I stayed at the Le Méridien Tahiti. As is written in the post, it was Good Enough. Next time, I would just stay at an airport hotel to avoid the $40 taxi ride plus cost of luggage.
A Note on Luggage
The stupidest thing I did on this trip besides my China visa incident (China 72-hour Visa-Free Transit Disaster (again)) was bringing golf clubs (see TPOL in Tahiti: Now What). It ruined my streak of no carry-on bags and I ended up leaving them in Papeete because they cost too much to bring on the hopper plane.
2. Bora Bora
When anyone thinks of Tahiti, they automatically think of Bora Bora. While the scenery was beautiful, I was not impressed with either of the Intercontinentals.
It started before I arrived when the IC Bora Bora emailed me to say that there was not going to be A/C in my room (see No AC in Tahiti!). The poor customer service persisted at the IC Le Moana Bora Bora where I was denied breakfast and generally did not feel any hospitality.

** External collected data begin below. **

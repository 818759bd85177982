//! Output formatting for CLI
//!
//! Provides consistent output formatting across all commands:
//! - Human-readable default output
//! - JSON output (--json flag)
//! - Quiet mode for scripting (--quiet flag)

use std::io::{self, Write};

use devnotes_core::catalog::category_by_name;
use devnotes_core::{Category, SaveOutcome, Snippet};

/// Output format options
#[derive(Debug, Clone, Copy, PartialEq, Eq)]
pub enum OutputFormat {
    /// Human-readable output (default)
    Human,
    /// JSON output
    Json,
    /// Quiet mode - minimal output
    Quiet,
}

impl OutputFormat {
    /// Create format from CLI flags
    pub fn from_flags(json: bool, quiet: bool) -> Self {
        if quiet {
            OutputFormat::Quiet
        } else if json {
            OutputFormat::Json
        } else {
            OutputFormat::Human
        }
    }
}

/// Output helper for consistent formatting
pub struct Output {
    /// The output format
    pub format: OutputFormat,
}

impl Output {
    pub fn new(format: OutputFormat) -> Self {
        Self { format }
    }

    /// Check if output is in quiet mode
    pub fn is_quiet(&self) -> bool {
        matches!(self.format, OutputFormat::Quiet)
    }

    /// Check if output is JSON
    pub fn is_json(&self) -> bool {
        matches!(self.format, OutputFormat::Json)
    }

    /// Print a single snippet with its code
    pub fn print_snippet(&self, snippet: &Snippet) {
        match self.format {
            OutputFormat::Human => {
                println!("ID:          {}", snippet.id);
                println!("Title:       {}", snippet.title);
                if !snippet.description.is_empty() {
                    println!("Description: {}", snippet.description);
                }
                println!("Language:    {}", snippet.language);
                println!("Category:    {}", category_label(&snippet.category));
                if !snippet.tags.is_empty() {
                    println!("Tags:        {}", format_tags(&snippet.tags));
                }
                println!("Created:     {}", snippet.created_at.format("%Y-%m-%d %H:%M"));
                println!("Updated:     {}", snippet.updated_at.format("%Y-%m-%d %H:%M"));
                println!();
                println!("── Code ({} line(s)) ──", snippet.code.lines().count());
                println!("{}", snippet.code);
            }
            OutputFormat::Json => print_json(snippet),
            OutputFormat::Quiet => {
                println!("{}", snippet.id);
            }
        }
    }

    /// Print only a snippet's code, byte for byte, in every format
    pub fn print_code(&self, snippet: &Snippet) -> io::Result<()> {
        let stdout = io::stdout();
        let mut handle = stdout.lock();
        write_code(&mut handle, snippet)
    }

    /// Print a list of snippets
    ///
    /// `filtered` selects the empty-state message.
    pub fn print_snippets(&self, snippets: &[&Snippet], filtered: bool) {
        match self.format {
            OutputFormat::Human => {
                if snippets.is_empty() {
                    if filtered {
                        println!("No snippets match the current filters.");
                    } else {
                        println!("No snippets yet. Add one with `devnotes add`.");
                    }
                    return;
                }
                for snippet in snippets {
                    println!(
                        "{:<8} | {:<35} | {:<10} | {:<8} | {}",
                        snippet.short_id(),
                        truncate(&snippet.title, 35),
                        truncate(&snippet.language, 10),
                        truncate(&snippet.category, 8),
                        truncate(&format_tags(&snippet.tags), 30)
                    );
                }
                println!("\n{} snippet(s)", snippets.len());
            }
            OutputFormat::Json => print_json(snippets),
            OutputFormat::Quiet => {
                for snippet in snippets {
                    println!("{}", snippet.id);
                }
            }
        }
    }

    /// Print a list of tags
    pub fn print_tags(&self, tags: &[(String, usize)]) {
        match self.format {
            OutputFormat::Human => {
                if tags.is_empty() {
                    println!("No tags found.");
                    return;
                }
                for (name, count) in tags {
                    println!("#{} ({})", name, count);
                }
                println!("\n{} tag(s)", tags.len());
            }
            OutputFormat::Json => {
                let json_tags: Vec<_> = tags
                    .iter()
                    .map(|(name, count)| serde_json::json!({"name": name, "count": count}))
                    .collect();
                print_json(&json_tags);
            }
            OutputFormat::Quiet => {
                for (name, _) in tags {
                    println!("{}", name);
                }
            }
        }
    }

    /// Print the category registry with usage counts
    pub fn print_categories(&self, categories: &[(Category, usize)]) {
        match self.format {
            OutputFormat::Human => {
                for (category, count) in categories {
                    println!("{:<10} {} ({})", category.name, category.color, count);
                }
            }
            OutputFormat::Json => {
                let json: Vec<_> = categories
                    .iter()
                    .map(|(c, count)| {
                        serde_json::json!({
                            "id": c.id,
                            "name": c.name,
                            "color": c.color,
                            "count": count
                        })
                    })
                    .collect();
                print_json(&json);
            }
            OutputFormat::Quiet => {
                for (category, _) in categories {
                    println!("{}", category.name);
                }
            }
        }
    }

    /// Print language names, marking the ones in use
    pub fn print_languages(&self, languages: &[&str], in_use: &[String]) {
        match self.format {
            OutputFormat::Human => {
                for lang in languages {
                    let marker = if in_use.iter().any(|l| l == lang) {
                        "*"
                    } else {
                        " "
                    };
                    println!("{} {}", marker, lang);
                }
                println!("\n* = used by at least one snippet");
            }
            OutputFormat::Json => print_json(&serde_json::json!({
                "languages": languages,
                "in_use": in_use
            })),
            OutputFormat::Quiet => {
                for lang in languages {
                    println!("{}", lang);
                }
            }
        }
    }

    /// Print a success message
    pub fn success(&self, message: &str) {
        match self.format {
            OutputFormat::Human => println!("✓ {}", message),
            OutputFormat::Json => {
                println!(
                    "{}",
                    serde_json::json!({"status": "success", "message": message})
                );
            }
            OutputFormat::Quiet => {}
        }
    }

    /// Check if we should prompt for confirmation
    pub fn should_prompt(&self) -> bool {
        self.format == OutputFormat::Human
    }

    /// Print an informational message
    pub fn message(&self, msg: &str) {
        match self.format {
            OutputFormat::Human => println!("{}", msg),
            OutputFormat::Json => {
                println!("{}", serde_json::json!({"message": msg}));
            }
            OutputFormat::Quiet => {}
        }
    }

    /// Tell the user when the last change did not reach storage
    pub fn warn_if_unsaved(&self, outcome: SaveOutcome) {
        if outcome.is_failed() && !self.is_quiet() {
            eprintln!("⚠ Could not write to storage; changes may not survive reload.");
        }
    }
}

fn write_code<W: Write>(out: &mut W, snippet: &Snippet) -> io::Result<()> {
    out.write_all(snippet.code.as_bytes())?;
    out.flush()
}

fn print_json<T: serde::Serialize + ?Sized>(value: &T) {
    match serde_json::to_string_pretty(value) {
        Ok(json) => println!("{}", json),
        Err(e) => eprintln!("Failed to format JSON output: {}", e),
    }
}

/// Category name, with its registry colour when known
fn category_label(name: &str) -> String {
    match category_by_name(name) {
        Some(category) => format!("{} ({})", category.name, category.color),
        None => name.to_string(),
    }
}

fn format_tags(tags: &[String]) -> String {
    tags.iter()
        .map(|t| format!("#{}", t))
        .collect::<Vec<_>>()
        .join(" ")
}

/// Truncate a string to max characters, adding "..." if truncated
fn truncate(s: &str, max_len: usize) -> String {
    if s.chars().count() <= max_len {
        s.to_string()
    } else {
        let kept: String = s.chars().take(max_len.saturating_sub(3)).collect();
        format!("{}...", kept)
    }
}
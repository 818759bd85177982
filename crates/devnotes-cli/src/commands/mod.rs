//! Command handlers, one module per command group

pub mod catalog;
pub mod config;
pub mod snippet;
pub mod status;
pub mod tag;
pub mod theme;
pub mod transfer;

Next came the IC Bora Bora (see IC Bora Bora Thalasso: Cockroach, No A/C, Some Champagne, What The Duck!). Like the IC Le Moana, the staff, not the cockroach in my bed was the issue. Once the sun came out, I was all smiles despite paying for breakfast (see TPOL Paid for Breakfast! And…).

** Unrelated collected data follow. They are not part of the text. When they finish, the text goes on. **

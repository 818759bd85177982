//! Static registries: categories, recognized languages and the first-run
//! sample snippets.

use chrono::{TimeZone, Utc};

use crate::models::{Category, Snippet};

/// Category used for imported records that carry none
pub const IMPORT_CATEGORY: &str = "General";

/// The fixed category registry
pub const CATEGORIES: &[Category] = &[
    Category {
        id: "1",
        name: "Frontend",
        color: "#3B82F6",
    },
    Category {
        id: "2",
        name: "Backend",
        color: "#8B5CF6",
    },
    Category {
        id: "3",
        name: "Database",
        color: "#F59E0B",
    },
    Category {
        id: "4",
        name: "Utils",
        color: "#10B981",
    },
    Category {
        id: "5",
        name: "API",
        color: "#EF4444",
    },
    Category {
        id: "6",
        name: "CSS",
        color: "#EC4899",
    },
    Category {
        id: "7",
        name: "DevOps",
        color: "#6366F1",
    },
];

/// Languages offered for selection. Not enforced on stored snippets.
pub const LANGUAGES: &[&str] = &[
    "javascript",
    "typescript",
    "jsx",
    "tsx",
    "html",
    "css",
    "scss",
    "python",
    "java",
    "csharp",
    "php",
    "ruby",
    "go",
    "rust",
    "swift",
    "kotlin",
    "sql",
    "json",
    "yaml",
    "xml",
    "bash",
    "powershell",
    "dockerfile",
];

/// First category in the registry, preselected for new drafts
pub fn default_category() -> &'static Category {
    &CATEGORIES[0]
}

/// Look up a registry category by name
pub fn category_by_name(name: &str) -> Option<&'static Category> {
    CATEGORIES.iter().find(|c| c.name == name)
}

/// Whether a language is in the selection list
pub fn is_known_language(language: &str) -> bool {
    LANGUAGES.contains(&language)
}

const FETCH_WRAPPER: &str = r#"async function fetchWrapper(url, options = {}) {
  const config = {
    headers: {
      'Content-Type': 'application/json',
      ...options.headers,
    },
    ...options,
  };

  try {
    const response = await fetch(url, config);

    if (!response.ok) {
      throw new Error(`HTTP error! status: ${response.status}`);
    }

    return await response.json();
  } catch (error) {
    console.error('Fetch error:', error);
    throw error;
  }
}"#;

const USE_ASYNC_HOOK: &str = r#"import { useState, useEffect } from 'react';

export function useAsync(asyncFunction, dependencies = []) {
  const [data, setData] = useState(null);
  const [loading, setLoading] = useState(true);
  const [error, setError] = useState(null);

  useEffect(() => {
    let isMounted = true;

    setLoading(true);
    setError(null);

    asyncFunction()
      .then(result => {
        if (isMounted) {
          setData(result);
          setLoading(false);
        }
      })
      .catch(err => {
        if (isMounted) {
          setError(err);
          setLoading(false);
        }
      });

    return () => {
      isMounted = false;
    };
  }, dependencies);

  return { data, loading, error };
}"#;

/// Snippets shown on first run, before anything has been saved
pub fn sample_snippets() -> Vec<Snippet> {
    let jan_15 = Utc.with_ymd_and_hms(2024, 1, 15, 0, 0, 0).unwrap();
    let jan_10 = Utc.with_ymd_and_hms(2024, 1, 10, 0, 0, 0).unwrap();

    vec![
        Snippet {
            id: "1".to_string(),
            title: "Fetch Wrapper".to_string(),
            description: "Reusable fetch wrapper with error handling".to_string(),
            code: FETCH_WRAPPER.to_string(),
            language: "javascript".to_string(),
            category: "Utils".to_string(),
            tags: vec!["api".into(), "fetch".into(), "async".into()],
            created_at: jan_15,
            updated_at: jan_15,
        },
        Snippet {
            id: "2".to_string(),
            title: "React Custom Hook".to_string(),
            description: "Custom hook for managing async state".to_string(),
            code: USE_ASYNC_HOOK.to_string(),
            language: "tsx".to_string(),
            category: "Frontend".to_string(),
            tags: vec!["react".into(), "hooks".into(), "async".into()],
            created_at: jan_10,
            updated_at: jan_10,
        },
    ]
}

#[cfg(test)]
mod tests {
    use super::*;

    #[test]
    fn test_category_lookup() {
        let api = category_by_name("API").unwrap();
        assert_eq!(api.color, "#EF4444");
        assert!(category_by_name("api").is_none());
        assert!(category_by_name("General").is_none());
    }

    #[test]
    fn test_default_category() {
        assert_eq!(default_category().name, "Frontend");
    }

    #[test]
    fn test_known_languages() {
        assert!(is_known_language("rust"));
        assert!(is_known_language("dockerfile"));
        assert!(!is_known_language("cobol"));
    }

    #[test]
    fn test_sample_snippets() {
        let samples = sample_snippets();
        assert_eq!(samples.len(), 2);
        assert_eq!(samples[0].id, "1");
        assert!(samples[0].code.contains("fetch(url, config)"));
        assert!(samples[1].has_tag("react"));
        // Newest first
        assert!(samples[0].created_at > samples[1].created_at);
    }
}
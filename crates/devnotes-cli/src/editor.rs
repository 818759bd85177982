//! Interactive editing support
//!
//! Opens $EDITOR for writing snippet code and asks for confirmations.

use anyhow::{bail, Context, Result};
use std::env;
use std::fs;
use std::io::{self, Write};
use std::process::Command;

/// Open content in the user's preferred editor
///
/// The temp file gets an extension matching `language` so editors pick the
/// right syntax highlighting. Uses $EDITOR, $VISUAL, or falls back to
/// common editors.
pub fn edit_code(initial_content: &str, language: &str) -> Result<String> {
    let editor = find_editor()?;

    let temp_path = env::temp_dir().join(format!(
        "devnotes_edit_{}.{}",
        std::process::id(),
        extension_for(language)
    ));

    fs::write(&temp_path, initial_content)
        .with_context(|| format!("Failed to create temp file: {:?}", temp_path))?;

    let status = Command::new(&editor)
        .arg(&temp_path)
        .status()
        .with_context(|| format!("Failed to run editor: {}", editor))?;

    if !status.success() {
        let _ = fs::remove_file(&temp_path);
        bail!(
            "Editor '{}' exited with non-zero status. Check your editor configuration.",
            editor
        );
    }

    let content = fs::read_to_string(&temp_path)
        .with_context(|| format!("Failed to read edited file: {:?}", temp_path))?;

    let _ = fs::remove_file(&temp_path);

    Ok(content)
}

/// File extension for a language name from the catalog
fn extension_for(language: &str) -> &str {
    match language {
        "javascript" => "js",
        "typescript" => "ts",
        "python" => "py",
        "rust" => "rs",
        "ruby" => "rb",
        "csharp" => "cs",
        "kotlin" => "kt",
        "bash" => "sh",
        "powershell" => "ps1",
        "yaml" => "yml",
        "jsx" | "tsx" | "html" | "css" | "scss" | "java" | "php" | "go" | "swift" | "sql"
        | "json" | "xml" => language,
        _ => "txt",
    }
}

/// Find the user's preferred editor
fn find_editor() -> Result<String> {
    if let Ok(editor) = env::var("EDITOR") {
        if !editor.is_empty() {
            return Ok(editor);
        }
    }

    if let Ok(visual) = env::var("VISUAL") {
        if !visual.is_empty() {
            return Ok(visual);
        }
    }

    let common_editors = ["nano", "vim", "vi", "emacs", "code", "notepad"];

    for editor in common_editors {
        if command_exists(editor) {
            return Ok(editor.to_string());
        }
    }

    bail!(
        "No editor found. Set $EDITOR environment variable, or pass --code.\n\
         Example: export EDITOR=nano"
    )
}

/// Check if a command exists in PATH
fn command_exists(cmd: &str) -> bool {
    Command::new("which")
        .arg(cmd)
        .output()
        .map(|o| o.status.success())
        .unwrap_or(false)
}

/// Whether stdin is an interactive terminal
pub fn stdin_is_tty() -> bool {
    atty::is(atty::Stream::Stdin)
}

/// Prompt for confirmation
///
/// Returns true if user confirms, false otherwise.
/// In non-interactive mode (no TTY), returns false.
pub fn confirm(prompt: &str) -> Result<bool> {
    if !stdin_is_tty() {
        return Ok(false);
    }

    print!("{} [y/N] ", prompt);
    io::stdout().flush()?;

    let mut input = String::new();
    io::stdin().read_line(&mut input)?;

    let input = input.trim().to_lowercase();
    Ok(input == "y" || input == "yes")
}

The post, TPOL in Transit to Moorea, sums up Bora Bora nicely.
The best place I visited in Tahiti was Moorea. It’s not perfect and it does take tourists for granted with its inconsistent service (see Tahiti’s Diva Wide Receiver Problem), but it was much better than overpriced Bora Bora. Here’s what to do and not to do there.
Don’t: Play Golf
Perhaps: Swim with Sharks & Stingrays
If the Points Are Right: Stay at the Hilton Moorea
Leave the hotel and enjoy the local cuisine whether it be casual cafe, a fancy French food, or a fantastic steak house. Alternatively, order pizza and watch a DVD.
When I wrote TPOL Tahiti: Real Talk, I highlighted the positives and negatives of Tahiti. Those traveling there should know that like any tourist destination there will be memorable places and memorable people. There will also be expectations that are not met on account of the mystique of the word ‘Tahiti’. To truly enjoy your time, hope that it is sunny and do your best to avoid outsized expectations.
One Last Thing
On the way out, be sure to recoup the cost of alcohol by binging at the lounge (see Fat Guy in the Lounge: Tahiti Edition).